The Mega Drive and SNES gave those of us old enough to remember them many gaming delights. The consoles are best known for the platform games featuring Sega and Nintendo’s mascots, Sonic and Mario, but for all their coin/ring-gathering mayhem and frantic cartoon soundtracks, these were one player games – joyful but lacking the most satisfying gaming experience an 11-year-old boy can have: beating a friend in real time action while lording it over them. Here are three 16-bit racers that provided ample opportunity for gloating…

Super Mario Kart (SNES)

16 bit racers

Everyone knows Mario Kart – and its popularity is easy to understand. This is a game anyone can play and enjoy. Whether you’re four years old or 94 years old, whether you’ve played games all your life or dismissed them as “chewing gum for the eyes” (while watching Coronation Street), anyone who can hold a control pad and track objects on a screen can “get” Mario Kart. It is charming but challenging, simple but ingenious, a high-paced race from A-to-B with power-ups and weapons.

Perhaps the greatest tribute you can pay to the version of the game that appeared on the SNES is that very little has changed as Mario Kart has been rolled out on more high-powered consoles. The graphics have improved, of course, but beautiful as the renderings for the Wii are this is largely a cosmetic enhancement.

All the things that make Mario Kart truly great are there in the SNES original: the character choices, the two-player splitscreen race and battle modes, the turtle shells and the dreaded Rainbow Road, a self-fulfilling prophecy of a track that pulls you off the surface and into black nothingness because you’re afraid of falling off into black nothingness.

And has there ever been a more satisfying experience in gaming than turtle-shelling a friend metres from the finishing line and celebrating victory while they’re still in the midst of a spin…

Micromachines 2: Turbo Tournament (Mega Drive/SNES)

16 bit racers

Made by Codemasters, Micromachines is an eccentric, top down (or bird’s eye) view racer in which the player competes against other miniature cars on tracks set on domestic surfaces such as kitchen tables, with plates, forks and even rotating corn cobs providing obstacles and bridges that will test your nerve.

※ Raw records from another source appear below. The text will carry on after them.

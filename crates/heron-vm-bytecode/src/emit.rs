//! Instruction emission
//!
//! [`Emitter`] combines the code buffer, the side tables and the label table
//! of one unit under compilation. It knows nothing about stack depth; the
//! compiler tracks that on top of it.

use std::sync::Arc;

use crate::MAX_TABLE_ENTRIES;
use crate::buffer::CodeBuffer;
use crate::constant::{NumberTable, RegExpLiteral, StringTable};
use crate::error::{BytecodeError, Result};
use crate::instruction::Opcode;
use crate::label::{Label, LabelTable, jump_offset};
use crate::operand::Operand;
use crate::unit::FunctionUnit;

/// Everything an emitter produced for one unit
#[derive(Debug)]
pub struct EmittedCode {
    /// Trimmed instruction stream
    pub code: Box<[u8]>,
    /// String table
    pub strings: Vec<String>,
    /// Number table
    pub numbers: Vec<f64>,
    /// Nested function table
    pub functions: Vec<Arc<FunctionUnit>>,
    /// Regular expression table
    pub regexps: Vec<RegExpLiteral>,
}

/// Bytecode emitter for one unit
#[derive(Debug, Default)]
pub struct Emitter {
    code: CodeBuffer,
    strings: StringTable,
    numbers: NumberTable,
    functions: Vec<Arc<FunctionUnit>>,
    regexps: Vec<RegExpLiteral>,
    labels: LabelTable,
}

impl Emitter {
    /// Create an empty emitter
    pub fn new() -> Self {
        Self {
            code: CodeBuffer::new(),
            ..Self::default()
        }
    }

    /// Current code position
    #[inline]
    pub fn pc(&self) -> usize {
        self.code.len()
    }

    /// Code written so far
    #[inline]
    pub fn code(&self) -> &[u8] {
        self.code.as_slice()
    }

    fn check_operands(op: Opcode, expected: &[Operand]) {
        debug_assert_eq!(
            op.operands(),
            expected,
            "{} emitted with the wrong operand layout",
            op.name()
        );
    }

    /// Emit an operand-less instruction
    pub fn op(&mut self, op: Opcode) {
        Self::check_operands(op, &[]);
        self.code.push_u8(op.to_byte());
    }

    /// Emit an instruction with one unsigned 16-bit operand
    pub fn op_u16(&mut self, op: Opcode, operand: u16) {
        debug_assert!(matches!(op.operands(), [Operand::U16]));
        self.code.push_u8(op.to_byte());
        self.code.push_u16(operand);
    }

    /// Emit an instruction with one byte operand
    pub fn op_u8(&mut self, op: Opcode, operand: u8) {
        Self::check_operands(op, &[Operand::U8]);
        self.code.push_u8(op.to_byte());
        self.code.push_u8(operand);
    }

    /// Emit `VarIncDec`-style slot + flags instructions
    pub fn op_u16_u8(&mut self, op: Opcode, slot: u16, flags: u8) {
        Self::check_operands(op, &[Operand::U16, Operand::U8]);
        self.code.push_u8(op.to_byte());
        self.code.push_u16(slot);
        self.code.push_u8(flags);
    }

    /// Emit an instruction whose first operand is a string table index
    pub fn op_string(&mut self, op: Opcode, s: &str) -> Result<()> {
        debug_assert_eq!(op.operands().first(), Some(&Operand::String));
        let idx = self.strings.add(s)?;
        self.code.push_u8(op.to_byte());
        self.code.push_u16(idx);
        Ok(())
    }

    /// Emit a string-indexed instruction followed by a byte operand
    pub fn op_string_u8(&mut self, op: Opcode, s: &str, flags: u8) -> Result<()> {
        Self::check_operands(op, &[Operand::String, Operand::U8]);
        self.op_string(op, s)?;
        self.code.push_u8(flags);
        Ok(())
    }

    /// Emit `Call`/`New` with an argument count and optional callee name
    pub fn op_call(&mut self, op: Opcode, argc: u16, name: Option<&str>) -> Result<()> {
        Self::check_operands(op, &[Operand::U16, Operand::String]);
        let name_idx = match name {
            Some(name) => self.strings.add(name)?,
            None => crate::operand::NO_NAME,
        };
        self.code.push_u8(op.to_byte());
        self.code.push_u16(argc);
        self.code.push_u16(name_idx);
        Ok(())
    }

    /// Push a number, choosing the smallest encoding that round-trips exactly
    pub fn number(&mut self, n: f64) -> Result<()> {
        let is_int = n.fract() == 0.0 && !(n == 0.0 && n.is_sign_negative());
        if is_int && n == 0.0 {
            self.op(Opcode::Zero);
        } else if is_int && n == 1.0 {
            self.op(Opcode::One);
        } else if is_int && n >= i16::MIN as f64 && n <= i16::MAX as f64 {
            self.code.push_u8(Opcode::Short.to_byte());
            self.code.push_i16(n as i16);
        } else if is_int && n >= i32::MIN as f64 && n <= i32::MAX as f64 {
            self.code.push_u8(Opcode::Int.to_byte());
            self.code.push_i32(n as i32);
        } else {
            let idx = self.numbers.add(n)?;
            self.code.push_u8(Opcode::Number.to_byte());
            self.code.push_u16(idx);
        }
        Ok(())
    }

    /// Add a nested function template, returning its table index
    pub fn add_function(&mut self, unit: Arc<FunctionUnit>) -> Result<u16> {
        if self.functions.len() >= MAX_TABLE_ENTRIES {
            return Err(BytecodeError::TooManyConstants { table: "function" });
        }
        self.functions.push(unit);
        Ok((self.functions.len() - 1) as u16)
    }

    /// Emit `Closure` for a nested function index
    pub fn closure(&mut self, idx: u16) {
        self.code.push_u8(Opcode::Closure.to_byte());
        self.code.push_u16(idx);
    }

    /// Emit `RegExp` for a new literal
    pub fn regexp(&mut self, literal: RegExpLiteral) -> Result<()> {
        let idx = match self.regexps.iter().position(|r| *r == literal) {
            Some(idx) => idx,
            None => {
                if self.regexps.len() >= MAX_TABLE_ENTRIES {
                    return Err(BytecodeError::TooManyConstants { table: "regexp" });
                }
                self.regexps.push(literal);
                self.regexps.len() - 1
            }
        };
        self.code.push_u8(Opcode::RegExp.to_byte());
        self.code.push_u16(idx as u16);
        Ok(())
    }

    /// Allocate a label
    #[inline]
    pub fn new_label(&mut self) -> Label {
        self.labels.acquire()
    }

    /// Bind a label to the current position
    #[inline]
    pub fn mark(&mut self, label: Label) {
        let pc = self.pc();
        self.labels.mark(label, pc);
    }

    /// Whether a label has been bound
    #[inline]
    pub fn is_marked(&self, label: Label) -> bool {
        self.labels.position(label).is_some()
    }

    fn jump_operand(&mut self, label: Label, instruction_pc: usize) -> Result<()> {
        match self.labels.position(label) {
            Some(target) => {
                let offset = jump_offset(instruction_pc, target)?;
                self.code.push_i16(offset);
            }
            None => {
                let at = self.code.len();
                self.labels.add_fixup(label, at, instruction_pc);
                self.code.push_i16(0);
            }
        }
        Ok(())
    }

    /// Emit a jump (`Goto`, `IfTrue`, `IfFalse`) to a label
    pub fn jump(&mut self, op: Opcode, label: Label) -> Result<()> {
        Self::check_operands(op, &[Operand::Jump]);
        let pc = self.pc();
        self.code.push_u8(op.to_byte());
        self.jump_operand(label, pc)
    }

    /// Emit `Gosub` to a finally body, saving the return position in `temp`
    pub fn gosub(&mut self, label: Label, temp: u16) -> Result<()> {
        let pc = self.pc();
        self.code.push_u8(Opcode::Gosub.to_byte());
        self.jump_operand(label, pc)?;
        self.code.push_u16(temp);
        Ok(())
    }

    /// Emit `Try` with optional catch and finally handlers
    pub fn try_region(&mut self, catch: Option<Label>, finally: Option<Label>) -> Result<()> {
        let pc = self.pc();
        self.code.push_u8(Opcode::Try.to_byte());
        for handler in [catch, finally] {
            match handler {
                Some(label) => self.jump_operand(label, pc)?,
                None => self.code.push_i16(0),
            }
        }
        Ok(())
    }

    /// Resolve all pending jumps and hand out the finished code and tables
    pub fn finish(mut self) -> Result<EmittedCode> {
        self.labels.fix_label_gotos(&mut self.code)?;
        Ok(EmittedCode {
            code: self.code.finish(),
            strings: self.strings.into_vec(),
            numbers: self.numbers.into_vec(),
            functions: self.functions,
            regexps: self.regexps,
        })
    }
}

Single player races were quirky and fun but where the game truly excelled was in multiplayer mode. Rather than opting for a split-screen view, Codemasters utilised the top down nature of the game to retain a single screen for both players, with your objective not to win the race but to get far enough ahead of your opponent that they literally disappeared from the screen!

This made Micromachines a game in advance of its time because with the Mega Drive J-Cart option (a game cartridge with inputs for two additional controllers) four-player racing was made possible. On several occasions in the mid-90s my bedroom became a riot of noise as kids (and one or two adults!) brought their Mega Drive controllers up and plugged in for some frantic racing action, prefiguring the N64/PS2 days of Goldeneye, Timesplitters and Pro Evolution Soccer multi-tap mayhem.

Even better, since I was the one who owned the game I always won…

Speed Racer (SNES)

16 bit racers

Readers may know Speed Racer as the highly successful manga and anime franchise that spawned a big budget film directed by the Wachowski brothers and starring Emile Hirsch – but let’s not neglect the video game!

The first time I was exposed to true multiplayer potential was at my cousin’s house when a number of his friends were around and Speed Racer was on. We would have been between 7 and 10, a gaggle of unruly innocents mashed together atop a single bed staring at a screen the size of an American sandwich – but the aura of the game filled the room.

It was fast, it was frantic, it was cartoony. Cars flew into the air and bashed into each other and tyres and children squealed. Perhaps a forerunner to the Burnout series in terms of the pace of the action and the emphasis on contact and aggression, Speed Racer rewarded bravery and risk-taking and generated such excitement that even those not involved in the current race were glued to the screen and invested in the action.

I recall that evening of game playing vividly – it generated feelings of excitement and communality I hadn’t experienced before and, at the risk of sounding slightly tragic, perhaps never will again.

There is a magic in childhood and there is a magic in certain games. Speed Racer had that magic – and so did Micromachines and Mario Kart. Modern racers may exceed them in terms of graphics and gimmicks, but do any provide such pure, unadulterated fun?